その日の遅く、香織は帰宅するとすぐに、くたびれたくまのぬいぐるみをぎゅっと抱きしめた。ぼろぼろになっていたはずだが、ところどころ縫い直されている。
「ただいま」
「おかえりなさい」
はるかが「遅かったですね」と声をかけると、香織は浮かない表情を見せた。
「夜ご飯食べました? 何か作りましょうか?」
「ううん、いい」
「食べないんですか」
「別にいいや」
香織は疲れた顔で自室に戻ると、そのままベッドにダイビングした。
——ああ、何が『妹ができたみたいで嬉しい』だろう。私、全然あの子を憎んでる。
葉山さんが執心なのはあの子。私はあの子になれない。葉山さんが手にかけたいのはあの子。葉山さんに手にかけてほしいのは私。
ふと、香織の脳裏に恐ろしい考えが浮かんでしまった。
……あの子さえ、いなければ。
「古城さん、眠れそうですか?」
時刻は午前2時を過ぎていた。ナースステーションに連れてこられたるいは、首を横に振った。夜勤の看護師は「そうですか」とるいのカルテを広げながら言った。

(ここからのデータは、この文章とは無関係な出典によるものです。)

//! 单个作品的一次同步：取目录 → 差分 → 摘要确认 → 逐话下载 → 提交。
//!
//! 提交顺序：各话文件先写，目录库记录其次，`toc.yaml` 最后。中途失败或中断时旧目录保持不变，
//! 下次运行会重新检测出同样的差分。

use std::collections::BTreeMap;
use std::io;
use std::path::PathBuf;
use std::sync::Arc;
use std::time::Duration;

use tracing::{debug, error, info, warn};

use super::cache::DiffCache;
use super::digest::{DecisionInput, DigestState, run_digest_guard};
use super::models::{
    ChapterStatus, NovelType, SectionRecord, SubtitleRecord, SyncOptions, SyncOutcome,
    TableOfContents,
};
use super::progress::ProgressReporter;
use super::update_check::update_body_check;
use crate::base_system::book_paths;
use crate::base_system::context::{Config, safe_fs_name};
use crate::base_system::interrupt::Interrupt;
use crate::base_system::scaffold::{LayoutScaffold, ScaffoldContext};
use crate::book_parser::book_manager::{BookManager, StoreError};
use crate::book_parser::html_utils::clean_story;
use crate::book_parser::parser::{ContentParser, SectionMarkers};
use crate::catalog::{CatalogEntry, CatalogError, CatalogGateway, now_local, timestamp};
use crate::network_parser::network::{FetchError, PageFetch};
use crate::site::{SiteError, SiteField, SiteProfile, SiteRegistry, WorkLocator};
use crate::third_party::metadata_api::{
    FIELDS_NOVEL_TYPE, FIELDS_SHORT_STORY, MetadataApi, MetadataError,
};

#[derive(Debug, thiserror::Error)]
pub enum SyncError {
    #[error("下载已中断")]
    Interrupted,
    #[error("不支持的网址：{0}")]
    UnsupportedUrl(String),
    #[error("找不到指定的作品：{0}")]
    UnknownTarget(String),
    #[error("找不到站点定义：{0}")]
    UnknownSite(String),
    #[error(transparent)]
    Fetch(#[from] FetchError),
    #[error(transparent)]
    Store(#[from] StoreError),
    #[error(transparent)]
    Catalog(#[from] CatalogError),
    #[error(transparent)]
    Site(#[from] SiteError),
    #[error(transparent)]
    Metadata(#[from] MetadataError),
    #[error("io error: {0}")]
    Io(#[from] io::Error),
}

/// 同步时需要的全部用户交互：摘要确认与年龄确认。
pub trait Interaction: DecisionInput {
    /// 返回是否继续。记住答案由实现负责。
    fn confirm_over18(&mut self) -> io::Result<bool>;
}

#[derive(Debug, Clone)]
pub struct SyncSettings {
    pub download_interval: Duration,
    pub burst_limited_domain: String,
    pub burst_pause: Duration,
    pub markers: SectionMarkers,
    pub show_progress: bool,
}

impl SyncSettings {
    pub fn from_config(config: &Config) -> Result<Self, regex::Error> {
        Ok(Self {
            download_interval: interval_from_secs(config.download_interval),
            burst_limited_domain: config.burst_limited_domain.clone(),
            burst_pause: Duration::from_secs(config.burst_pause),
            markers: config.section_markers()?,
            show_progress: true,
        })
    }
}

/// 负数与 NaN 按 0 处理，超出 `Duration` 范围的值取 `Duration::MAX`。
fn interval_from_secs(secs: f64) -> Duration {
    if secs.is_nan() || secs <= 0.0 {
        return Duration::ZERO;
    }
    Duration::try_from_secs_f64(secs).unwrap_or(Duration::MAX)
}

/// 第 `i` 话（从 0 开始）下载前的等待时间。
///
/// 有连续下载限制的站点每 10 话强制等待 `burst_pause`，取代普通间隔。
pub fn politeness_delay(i: usize, domain: &str, settings: &SyncSettings) -> Duration {
    if i == 0 {
        return Duration::ZERO;
    }
    let limited =
        !settings.burst_limited_domain.is_empty() && domain.contains(&settings.burst_limited_domain);
    if limited && i >= 10 && i % 10 == 0 {
        settings.burst_pause
    } else {
        settings.download_interval
    }
}

/// 各话的下载地址：有文本下载码时用文本下载，`/` 开头相对站点首页，否则相对目录页。
pub fn chapter_url(
    site: &dyn SiteProfile,
    locator: &WorkLocator,
    subtitle: &SubtitleRecord,
) -> String {
    if !locator.value("tcode").is_empty() {
        let mut values: BTreeMap<String, String> = locator.values().clone();
        values.insert("index".into(), subtitle.index.clone());
        values.insert("href".into(), subtitle.href.clone());
        if let Some(url) = site.txtdownload_url(&values) {
            return url;
        }
    }
    if subtitle.href.starts_with('/') {
        format!("{}{}", locator.top_url(), subtitle.href)
    } else {
        format!("{}{}", locator.toc_url(), subtitle.href)
    }
}

/// 把命令行目标（URL / 目录库 id / 标题）解析为站点与定位信息。
pub fn resolve_target(
    registry: &SiteRegistry,
    catalog: &dyn CatalogGateway,
    target: &str,
) -> Result<(Arc<dyn SiteProfile>, WorkLocator), SyncError> {
    let target = target.trim();
    if target.starts_with("http://") || target.starts_with("https://") {
        return registry
            .find_by_url(target)
            .ok_or_else(|| SyncError::UnsupportedUrl(target.to_string()));
    }
    let entry = find_entry(registry, catalog, target)
        .ok_or_else(|| SyncError::UnknownTarget(target.to_string()))?;
    let site = registry
        .find_by_name(&entry.sitename)
        .ok_or_else(|| SyncError::UnknownSite(entry.sitename.clone()))?;
    let locator = site
        .locate(&entry.toc_url)
        .ok_or_else(|| SyncError::UnsupportedUrl(entry.toc_url.clone()))?;
    Ok((site, locator))
}

/// 在目录库中查找目标；URL 先解析出目录页地址再按地址查找。
pub fn find_entry(
    registry: &SiteRegistry,
    catalog: &dyn CatalogGateway,
    target: &str,
) -> Option<CatalogEntry> {
    let target = target.trim();
    if target.starts_with("http://") || target.starts_with("https://") {
        let (_, locator) = registry.find_by_url(target)?;
        return catalog.find_by_toc_url(locator.toc_url()).cloned();
    }
    if !target.is_empty() && target.chars().all(|c| c.is_ascii_digit()) {
        return target.parse().ok().and_then(|id| catalog.get(id)).cloned();
    }
    catalog.find_by_title(target).cloned()
}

「昼間に眠り過ぎちゃってますかねえ。睡眠は回復に大切ですけど、昼夜逆転しちゃうのも困りものですよね」
「……あの……」
「はい」
「『古城』とはどなたですか」
「えっ?」
看護師は訝しげに首を傾げた。るいは戸惑いきった表情である。
「皆さん、私のことを『古城』さんとか『るい』さんとか呼びます」
「はい。それが何か」
「私の名前は、『古城るい』ではありません」
るいの発言が、てっきり記憶喪失の影響かと思った看護師は「とにかく寝ましょう。水分摂ってくださいね」と就寝を促した。るいはまともに取り合ってもらえず不満だったが、従う以外の選択をすることができなかった。
違うのに。私には、あの人がつけてくれる名前があるのに。